[Stored data]
------------
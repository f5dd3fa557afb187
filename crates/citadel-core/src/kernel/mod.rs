//! # Citadel Kernel
//!
//! The `kernel` module owns the [`Application`](bootstrap::Application): the
//! orchestrator that loads a manifest into the component containers and runs
//! the activation cascade across trust tiers.
//!
//! ## Key Responsibilities & Components:
//!
//! - **Bootstrapping**: [`Application`](bootstrap::Application) construction,
//!   manifest loading and lookups live in the `bootstrap` submodule.
//! - **Activation**: the ordered, failure-isolating cascade lives in `activation`.
//! - **Configuration**: [`ApplicationConfig`](config::ApplicationConfig) and
//!   per-call [`LoadOptions`](config::LoadOptions) and
//!   [`ActivateOptions`](config::ActivateOptions) live in `config`.
//! - **Diagnostics**: the injected [`DiagnosticSink`](diagnostics::DiagnosticSink).
//! - **Error Handling**: [`Error`](error::Error) and the `Result` alias in `error`.
pub mod activation;
pub mod bootstrap;
pub mod config;
pub mod constants;
pub mod diagnostics;
pub mod error;

pub use bootstrap::{Application, LifecycleState};
pub use error::{Error, Result};
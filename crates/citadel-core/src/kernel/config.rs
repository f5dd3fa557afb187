use std::fs;
use std::path::Path;
use std::time::Duration;

use serde::{Deserialize, Serialize};
use serde::de::DeserializeOwned;
use serde_json::Value;

use crate::kernel::constants::DEFAULT_LOAD_TIMEOUT_MS;
use crate::kernel::error::{Error, Result};

/// File formats accepted for configs and manifests, keyed by extension.
#[derive(Debug, Clone, Copy, PartialEq, Eq)]
pub(crate) enum ConfigFormat {
    Json,
    #[cfg(feature = "yaml-config")]
    Yaml,
    #[cfg(feature = "toml-config")]
    Toml,
}

impl ConfigFormat {
    /// `None` for a missing extension or one whose feature is disabled.
    pub(crate) fn detect(path: &Path) -> Option<Self> {
        let ext = path.extension()?.to_str()?.to_ascii_lowercase();
        match ext.as_str() {
            "json" => Some(ConfigFormat::Json),
            #[cfg(feature = "yaml-config")]
            "yaml" | "yml" => Some(ConfigFormat::Yaml),
            #[cfg(feature = "toml-config")]
            "toml" => Some(ConfigFormat::Toml),
            _ => None,
        }
    }

    fn parse<T: DeserializeOwned>(self, text: &str) -> std::result::Result<T, String> {
        match self {
            ConfigFormat::Json => serde_json::from_str(text).map_err(|e| e.to_string()),
            #[cfg(feature = "yaml-config")]
            ConfigFormat::Yaml => serde_yaml::from_str(text).map_err(|e| e.to_string()),
            #[cfg(feature = "toml-config")]
            ConfigFormat::Toml => toml::from_str(text).map_err(|e| e.to_string()),
        }
    }
}

/// Whole milliseconds in `duration`, saturating at `u64::MAX`.
pub(crate) fn duration_millis(duration: Duration) -> u64 {
    u64::try_from(duration.as_millis()).unwrap_or(u64::MAX)
}

/// Reads `path` and deserializes it using the format implied by its extension.
pub(crate) fn read_file<T: DeserializeOwned>(path: &Path) -> Result<T> {
    let format = ConfigFormat::detect(path).ok_or_else(|| Error::Config {
        path: path.to_path_buf(),
        message: "unknown or unsupported file format".to_string(),
    })?;
    let text = fs::read_to_string(path).map_err(|e| Error::io(e, "read", path))?;
    format.parse(&text).map_err(|message| Error::Config {
        path: path.to_path_buf(),
        message,
    })
}

/// How manifest sections are scheduled against the resolver.
#[derive(Debug, Clone, Copy, Default, PartialEq, Eq, Serialize, Deserialize)]
#[serde(rename_all = "lowercase")]
pub enum LoadStrategy {
    /// Every section is dispatched before any is awaited; completion order is unspecified.
    #[default]
    Concurrent,
    /// Sections are awaited one at a time in group order.
    Priority,
}

impl std::str::FromStr for LoadStrategy {
    type Err = String;

    fn from_str(s: &str) -> std::result::Result<Self, Self::Err> {
        match s.to_lowercase().as_str() {
            "concurrent" => Ok(LoadStrategy::Concurrent),
            "priority" => Ok(LoadStrategy::Priority),
            other => Err(format!("unknown load strategy '{}'", other)),
        }
    }
}

/// Construction-time settings for an [`Application`](crate::kernel::Application).
#[derive(Debug, Clone, PartialEq, Eq, Serialize, Deserialize)]
#[serde(default)]
pub struct ApplicationConfig {
    /// Per-section resolution deadline in milliseconds
    pub load_timeout_ms: u64,
    pub load_strategy: LoadStrategy,
}

impl Default for ApplicationConfig {
    fn default() -> Self {
        Self {
            load_timeout_ms: DEFAULT_LOAD_TIMEOUT_MS,
            load_strategy: LoadStrategy::default(),
        }
    }
}

impl ApplicationConfig {
    /// Load a config file; the format follows the file extension.
    pub fn from_path(path: impl AsRef<Path>) -> Result<Self> {
        read_file(path.as_ref())
    }

    pub fn with_load_timeout(mut self, timeout: Duration) -> Self {
        self.load_timeout_ms = duration_millis(timeout);
        self
    }

    pub fn with_load_strategy(mut self, strategy: LoadStrategy) -> Self {
        self.load_strategy = strategy;
        self
    }

    pub fn load_timeout(&self) -> Duration {
        Duration::from_millis(self.load_timeout_ms)
    }
}

/// Per-call options for [`Application::load_modules`](crate::kernel::Application::load_modules).
#[derive(Debug, Clone, Default, PartialEq, Eq, Serialize, Deserialize)]
#[serde(default)]
pub struct LoadOptions {
    /// Overrides the configured section timeout for this call only
    pub timeout_ms: Option<u64>,
}

impl LoadOptions {
    pub fn with_timeout(timeout: Duration) -> Self {
        Self {
            timeout_ms: Some(duration_millis(timeout)),
        }
    }
}

/// Per-call options for [`Application::activate`](crate::kernel::Application::activate).
#[derive(Debug, Clone, Default, PartialEq, Serialize, Deserialize)]
#[serde(default)]
pub struct ActivateOptions {
    /// Free-form settings every component can read through [`Grant::options`](crate::component::Grant::options)
    pub settings: Value,
}

impl ActivateOptions {
    pub fn with_settings(settings: Value) -> Self {
        Self { settings }
    }
}
use std::fmt;
use std::str::FromStr;

use indexmap::IndexMap;

use crate::loader::Group;

/// The two untrusted groups.
#[derive(Debug, Clone, Copy, PartialEq, Eq, Hash)]
pub enum BarbarianKind {
    Plugin,
    Widget,
}

impl BarbarianKind {
    pub fn group(&self) -> Group {
        match self {
            BarbarianKind::Plugin => Group::Plugins,
            BarbarianKind::Widget => Group::Widgets,
        }
    }

    pub fn as_str(&self) -> &'static str {
        match self {
            BarbarianKind::Plugin => "plugin",
            BarbarianKind::Widget => "widget",
        }
    }
}

impl fmt::Display for BarbarianKind {
    fn fmt(&self, f: &mut fmt::Formatter<'_>) -> fmt::Result {
        f.write_str(self.as_str())
    }
}

/// `category:name` identifying one plugin or widget.
#[derive(Debug, Clone, PartialEq, Eq, Hash)]
pub struct QualifiedName {
    pub kind: BarbarianKind,
    pub name: String,
}

impl QualifiedName {
    pub fn new(kind: BarbarianKind, name: impl Into<String>) -> Self {
        Self {
            kind,
            name: name.into(),
        }
    }
}

impl fmt::Display for QualifiedName {
    fn fmt(&self, f: &mut fmt::Formatter<'_>) -> fmt::Result {
        write!(f, "{}:{}", self.kind, self.name)
    }
}

impl FromStr for QualifiedName {
    type Err = String;

    fn from_str(s: &str) -> Result<Self, Self::Err> {
        let (category, name) = s
            .split_once(':')
            .ok_or_else(|| format!("'{}' is not of the form category:name", s))?;
        let kind = match category {
            "plugin" => BarbarianKind::Plugin,
            "widget" => BarbarianKind::Widget,
            other => return Err(format!("unknown category '{}'", other)),
        };
        if name.is_empty() {
            return Err(format!("'{}' has an empty name", s));
        }
        Ok(QualifiedName::new(kind, name))
    }
}

/// Event-origin token → qualified name.
///
/// Entries are only ever added during a session.
#[derive(Debug, Clone, Default)]
pub struct BarbarianRegistry {
    entries: IndexMap<String, QualifiedName>,
}

impl BarbarianRegistry {
    pub fn new() -> Self {
        Self::default()
    }

    /// Record `token`, returning the name it was previously mapped to.
    pub fn record(&mut self, token: impl Into<String>, name: QualifiedName) -> Option<QualifiedName> {
        self.entries.insert(token.into(), name)
    }

    pub fn qualified_name(&self, token: &str) -> Option<&QualifiedName> {
        self.entries.get(token)
    }

    /// Tokens recorded for `name`.
    pub fn tokens_for(&self, name: &QualifiedName) -> Vec<&str> {
        self.entries
            .iter()
            .filter(|(_, qualified)| *qualified == name)
            .map(|(token, _)| token.as_str())
            .collect()
    }

    pub fn iter(&self) -> impl Iterator<Item = (&String, &QualifiedName)> {
        self.entries.iter()
    }

    pub fn len(&self) -> usize {
        self.entries.len()
    }

    pub fn is_empty(&self) -> bool {
        self.entries.is_empty()
    }
}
------------
* **What you are asked to do**: Your output should be an exact copy of every line from the one containing "qualified)| *qualified == name)" through the end of the records.

* **Solution for this exercise**:
            .filter(|(_, qualified)| *qualified == name)
            .map(|(token, _)| token.as_str())
            .collect()
    }

    pub fn iter(&self) -> impl Iterator<Item = (&String, &QualifiedName)> {
        self.entries.iter()
    }

    pub fn len(&self) -> usize {
        self.entries.len()
    }

    pub fn is_empty(&self) -> bool {
        self.entries.is_empty()
    }
}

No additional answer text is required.